Now isn't time to take calls on asset allocation: Vetri Subramaniam

He is the new Group President and head of equities at UTI Asset Management

Verti Subramanium, UTI Asset Management
Verti Subramanium, Group President and head of equities, UTI Asset Management
Hamsini Karthik Mumbai
Last Updated : Jul 25 2017 | 12:33 AM IST
In his first interview after assuming office as Group President and head of equities, UTI Asset Management, Vetri Subramaniam spelt out some of his concerns on Indian equities. He tells Hamsini Karthik that while valuations aren’t frothy, it is certainly outside the comfort zone. Edited Excerpts:

With the Sensex at over 32,000 some are calling it signs of froth. How you read these signals?
Numbers shouldn’t matter as much as valuations should. From that perspective, India is certainly no more a cheap market. It is a market in which valuations have moved up quite a bit. From mid-2013 when India was reckoned as ‘fragile five’ and we had the currency crisis, the market has more than doubled. But the question is whether earnings have also doubled. We’ve seen single digit earnings growth in the past 3-4 years. While I don’t think valuations have reached a stage where you can call it absurd, it is slightly outside the comfort zone. There are several factors that could cause acceleration in earnings but the timing remains an unknown. If earnings growth doesn’t pick up it will cause a problem for the market as we have gone up too fast ahead of earnings.
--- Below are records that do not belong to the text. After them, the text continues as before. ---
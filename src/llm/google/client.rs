//! Google Gemini client implementation

use std::time::Duration;

use async_trait::async_trait;
use reqwest::Client;
use secrecy::ExposeSecret;
use tracing::debug;

use crate::llm::core::{
    config::{GenerationConfig, ProviderConfig},
    error::{LlmError, RequestError},
    provider::{LlmInterface, ProviderKind},
    types::Message,
};

use super::mapper::{from_error_body, from_google_response, to_google_request};
use super::types::GenerateContentResponse;

/// Header carrying the API key. Keeping the key out of the query string
/// keeps it out of URLs in error messages and proxy logs.
const API_KEY_HEADER: &str = "x-goog-api-key";

/// Client for Gemini models on the Generative Language API
pub struct GoogleLlm {
    /// HTTP client for making requests
    http_client: Client,
    /// Credentials, model and endpoint
    config: ProviderConfig,
}

impl GoogleLlm {
    /// Create a new Google client
    ///
    /// # Errors
    ///
    /// Returns `LlmError::ProviderUnavailable` if the HTTP client cannot be
    /// initialised (e.g. no TLS backend).
    pub fn new(config: ProviderConfig) -> Result<Self, LlmError> {
        let http_client = Client::builder()
            .connect_timeout(Duration::from_secs(5))
            .build()
            .map_err(|e| {
                LlmError::ProviderUnavailable(format!("Failed to create HTTP client: {}", e))
            })?;

        Ok(Self {
            http_client,
            config,
        })
    }

    /// Build the endpoint URL for a non-streaming generation
    fn build_endpoint_url(&self) -> String {
        format!(
            "{}/v1beta/models/{}:generateContent",
            self.config.base_url, self.config.model
        )
    }

    async fn make_request(
        &self,
        messages: &[Message],
        config: &GenerationConfig,
    ) -> Result<String, RequestError> {
        if messages.is_empty() {
            return Err(RequestError::InvalidRequest(
                "at least one message is required".to_string(),
            ));
        }
        config.validate()?;

        let google_request = to_google_request(messages, config);

        debug!(
            model = %self.config.model,
            messages = messages.len(),
            temperature = config.temperature,
            max_tokens = ?config.max_tokens,
            "Sending generateContent request"
        );

        let response = self
            .http_client
            .post(self.build_endpoint_url())
            .header(API_KEY_HEADER, self.config.api_key.expose_secret())
            .json(&google_request)
            .send()
            .await?;

        let status = response.status();
        if !status.is_success() {
            let body = response.text().await.unwrap_or_default();
            return Err(from_error_body(status.as_u16(), &body));
        }

        let body = response.bytes().await?;
        let google_response: GenerateContentResponse = serde_json::from_slice(&body)?;
        from_google_response(google_response)
    }
}

#[async_trait]
impl LlmInterface for GoogleLlm {
    async fn generate_response(
        &self,
        messages: &[Message],
        config: &GenerationConfig,
    ) -> Result<String, LlmError> {
        Ok(self.make_request(messages, config).await?)
    }

    fn provider(&self) -> ProviderKind {
        ProviderKind::Google
    }

    fn model(&self) -> &str {
        &self.config.model
    }
}
#![allow(dead_code)]

use std::sync::Arc;
use std::time::Duration;

use aibot_backend::llm::{AgentSettings, LlmSettings, RootAgent};
use secrecy::SecretString;

/// API key used against mock servers
pub const TEST_API_KEY: &str = "test-api-key";

/// Model requested from mock servers
pub const TEST_MODEL: &str = "gemini-test";

/// Path the Google client posts to for `TEST_MODEL`
pub const GENERATE_PATH: &str = "/v1beta/models/gemini-test:generateContent";

/// Agent with no provider and no simulated latency
pub fn degraded_agent() -> Arc<RootAgent> {
    Arc::new(
        RootAgent::degraded("LLM_API_KEY environment variable not set")
            .with_fallback_delay(Duration::ZERO),
    )
}

/// Settings pointing the Google provider at a mock server
pub fn mock_llm_settings(base_url: String) -> LlmSettings {
    LlmSettings {
        provider: Some("google".to_string()),
        api_key: Some(SecretString::from(TEST_API_KEY.to_string())),
        model: Some(TEST_MODEL.to_string()),
        base_url: Some(base_url),
    }
}

/// Ready agent built through the factory, talking to a mock server
pub fn mock_agent(base_url: String) -> Arc<RootAgent> {
    Arc::new(RootAgent::new(AgentSettings {
        llm: mock_llm_settings(base_url),
        request_timeout: Some(Duration::from_secs(5)),
        fallback_delay: Duration::ZERO,
    }))
}

/// A successful `generateContent` response body
pub fn gemini_reply(text: &str) -> serde_json::Value {
    serde_json::json!({
        "candidates": [{
            "content": {
                "role": "model",
                "parts": [{"text": text}]
            },
            "finishReason": "STOP"
        }],
        "usageMetadata": {
            "promptTokenCount": 12,
            "candidatesTokenCount": 4,
            "totalTokenCount": 16
        }
    })
}
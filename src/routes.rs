// Route definitions and handlers

use std::convert::Infallible;
use std::sync::Arc;

use tracing::info;
use warp::Filter;

use crate::handlers;
use crate::llm::agent::RootAgent;

/// Largest accepted `POST /api/chat` body, in bytes
pub const MAX_CHAT_BODY_BYTES: u64 = 64 * 1024;

pub fn configure_routes(
    agent: Arc<RootAgent>,
) -> impl Filter<Extract = impl warp::Reply, Error = Infallible> + Clone {
    // GET /health
    let health = warp::path("health")
        .and(warp::path::end())
        .and(warp::get())
        .and_then(handlers::health_handler);

    // GET /ready
    let ready = warp::path("ready")
        .and(warp::path::end())
        .and(warp::get())
        .and(with_agent(agent.clone()))
        .and_then(handlers::ready_handler);

    // POST /api/chat
    let chat = warp::path("api")
        .and(warp::path("chat"))
        .and(warp::path::end())
        .and(warp::post())
        .and(with_agent(agent))
        .and(warp::body::content_length_limit(MAX_CHAT_BODY_BYTES))
        .and(warp::body::json())
        .and_then(handlers::chat_handler);

    health
        .or(ready)
        .or(chat)
        .recover(handlers::handle_rejection)
        .with(warp::reply::with::header("X-Content-Type-Options", "nosniff"))
        .with(warp::reply::with::header("X-Frame-Options", "DENY"))
        .with(warp::reply::with::header(
            "Strict-Transport-Security",
            "max-age=31536000; includeSubDomains",
        ))
        .with(warp::log::custom(log_request))
}

fn with_agent(
    agent: Arc<RootAgent>,
) -> impl Filter<Extract = (Arc<RootAgent>,), Error = Infallible> + Clone {
    warp::any().map(move || agent.clone())
}

fn log_request(request: warp::log::Info<'_>) {
    info!(
        path = request.path(),
        method = %request.method(),
        status = request.status().as_u16(),
        elapsed_ms = request.elapsed().as_secs_f64() * 1000.0,
        "Handled request"
    );
}
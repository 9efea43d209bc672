//! Google provider implementation
//!
//! Talks to Gemini models through the Generative Language API
//! (`generateContent`), authenticating with an API key.

pub mod client;
pub mod mapper;
pub mod types;

pub use client::GoogleLlm;
pub use mapper::flatten_prompt;
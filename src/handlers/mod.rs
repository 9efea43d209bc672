// Handlers module

pub mod chat;
pub mod health;
pub mod rejection;

pub use chat::chat_handler;
pub use health::{health_handler, ready_handler};
pub use rejection::{handle_rejection, InternalError};
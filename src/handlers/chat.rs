// POST /api/chat handler

use std::sync::Arc;

use tracing::{debug, error, info_span, Instrument};
use uuid::Uuid;

use crate::handlers::rejection::InternalError;
use crate::llm::agent::RootAgent;
use crate::models::{ChatRequest, ChatResponse};
use crate::security::sanitize_input;

pub async fn chat_handler(
    agent: Arc<RootAgent>,
    request: ChatRequest,
) -> Result<impl warp::Reply, warp::Rejection> {
    let span = info_span!("chat", request_id = %Uuid::new_v4());
    let response = handle_chat(agent, request).instrument(span).await?;

    Ok(warp::reply::json(&response))
}

async fn handle_chat(
    agent: Arc<RootAgent>,
    request: ChatRequest,
) -> Result<ChatResponse, warp::Rejection> {
    let sanitized_input = sanitize_input(&request.message);
    debug!(chars = sanitized_input.chars().count(), "Received chat message");

    // The agent runs on its own task so a panic inside it surfaces here as a
    // JoinError instead of tearing down the connection.
    let input = sanitized_input.clone();
    let response = tokio::spawn(
        async move { agent.process_request(&input).await }.in_current_span(),
    )
    .await
    .map_err(|e| {
        error!(error = %e, "Error processing request");
        warp::reject::custom(InternalError)
    })?;

    Ok(ChatResponse {
        response,
        sanitized_input,
    })
}
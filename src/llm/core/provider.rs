//! Provider trait for LLM implementations

use std::fmt;
use std::str::FromStr;

use async_trait::async_trait;
use serde::Serialize;

use super::{config::GenerationConfig, error::LlmError, types::Message};

/// Main interface that all LLM provider implementations must satisfy
#[async_trait]
pub trait LlmInterface: Send + Sync {
    /// Generate a response for the given conversation
    ///
    /// # Arguments
    /// * `messages` - Conversation in order; must contain at least one message
    /// * `config` - Temperature and optional token limit for this call
    ///
    /// # Returns
    /// The generated text, or `LlmError::ProviderRequest` if the call fails
    async fn generate_response(
        &self,
        messages: &[Message],
        config: &GenerationConfig,
    ) -> Result<String, LlmError>;

    /// Which provider backs this instance
    fn provider(&self) -> ProviderKind;

    /// Model identifier requests are sent to
    fn model(&self) -> &str;
}

/// Known provider variants, selected by name in configuration
#[derive(Debug, Clone, Copy, PartialEq, Eq, Hash, Serialize)]
#[serde(rename_all = "lowercase")]
pub enum ProviderKind {
    /// Google Gemini through the Generative Language API
    Google,
}

impl ProviderKind {
    pub fn as_str(&self) -> &'static str {
        match self {
            ProviderKind::Google => "google",
        }
    }

    /// Model used when configuration does not name one
    pub fn default_model(&self) -> &'static str {
        match self {
            ProviderKind::Google => "gemini-pro",
        }
    }

    /// Public API endpoint of the provider
    pub fn default_base_url(&self) -> &'static str {
        match self {
            ProviderKind::Google => "https://generativelanguage.googleapis.com",
        }
    }
}

impl fmt::Display for ProviderKind {
    fn fmt(&self, f: &mut fmt::Formatter<'_>) -> fmt::Result {
        f.write_str(self.as_str())
    }
}

impl FromStr for ProviderKind {
    type Err = LlmError;

    fn from_str(s: &str) -> Result<Self, Self::Err> {
        match s.trim().to_lowercase().as_str() {
            "google" => Ok(ProviderKind::Google),
            _ => Err(LlmError::Configuration(format!(
                "Unsupported LLM provider: {}",
                s
            ))),
        }
    }
}
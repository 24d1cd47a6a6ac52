//! `orp-topology` — static weighted topology and path enumeration.
//!
//! # Crate layout
//!
//! | Module      | Contents                                        |
//! |-------------|-------------------------------------------------|
//! | [`network`] | `Topology` (CSR), `TopologyBuilder`             |
//! | [`paths`]   | `SimplePaths` lazy simple-path iterator         |
//! | [`loader`]  | `load_topology_csv` / `load_topology_reader`    |
//! | [`error`]   | `TopologyError`, `TopologyResult<T>`            |
//!
//! The topology is built once from static configuration, validated at build
//! time, and read-only afterwards.

pub mod error;
pub mod loader;
pub mod network;
pub mod paths;


pub use error::{TopologyError, TopologyResult};
pub use loader::{load_topology_csv, load_topology_reader};
pub use network::{Topology, TopologyBuilder};
pub use paths::SimplePaths;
The other challenge is a lot of the positives going ahead are already priced in.

The popular counter argument, when questioned on earnings growth is that of liquidity. Domestic investors are doing their bit to ensure there is enough money supply into equities...
Liquidity is only telling you what is the appetite for a particular asset class is. It doesn’t tell you if the asset class is appropriately valued. But along with liquidity, there will be adequate supply also. Primary issuances apart from the initial public offerings, such as qualified institutional placements, have massively picked up. The large secondary deals by the government are being easily bought into. So this is sucking up some amount of liquidity. Raising money while this liquidity is available is also important for the growth cycle of the economy. But ultimately liquidity alone cannot drive the market. Earnings growth is equally important. The risk from earnings is omnipresent. For the last six years, we’ve been predicting 15 per cent earnings growth and that hasn’t happened till now.

In fact few foreign investors are already questioning the investment rational over India...
It’s not just them who’ll have to explain to their clients, but even for any one whose clients are investing in Indian equities. At this level of valuation, a big shift in asset allocation toward equity comes with the risks from valuations and the likelihood of lower forward returns. As for domestic investors, they are underinvested in Indian stocks. So to that extent they need to gradually ramp up their exposure. As long as they do so through SIPs, they would be able to withstand the drawdowns on the market.

Is that why you don’t fear a redemption pressure as seen in the past?
The quality of underlying flows has improved dramatically due to SIP flows. But, there is no such thing that redemption pressure will not occur again. Just that cause and timing of it is tough to call.

How much of GST disruption to earnings is priced in today?
There could be one or two-quarters of disruption; we don’t know that yet. So in some sectors, GST will cause earnings hit, we don’t know if it is one time or beyond that. Certain companies may attribute some one-offs to GST in FY18. The markets will treat some of these disruptions as transient. In the last three months, there is a clear downward trajectory happening to earnings forecast – about 1 – 2 per cent cut in the last three months. The only other issue is that this version of GST is different from the theoretical model we were talking about two years ago, which is one simple tax rate, no multiplicity of taxes and so on. So the benefits will be achieved over time as we move towards an ideal state.

Are you in favour of a rate cut now?
The question is, whether you cut interest rates are you likely to see a credit growth and capex recovery; the answer is unlikely or no. But if the question is whether we are at the correct interest rate based on what the inflation numbers are, the output data etc., then there is room for a rate cut. I don’t think we are at appropriate levels of interest rate given where inflation is.

Would you be a contrarian picking IT and pharma stocks now?
The two sectors have some of India’s best-managed companies which have demonstrated that they can compete with global companies. They have superior return ratios and are globally competitive. The IT sector is going through a structural change. They have transitioned through several such waves starting with body shopping and Y2k. Now we are seeing another phase of technology evolution. Some companies will survive and some new names may emerge. For pharma, US market has been an important driver in the last few years. But my belief is, going ahead, domestic business will become the bigger driver. Investment choices are evolving, due to new listings and a larger healthcare sector including services is an attractive area.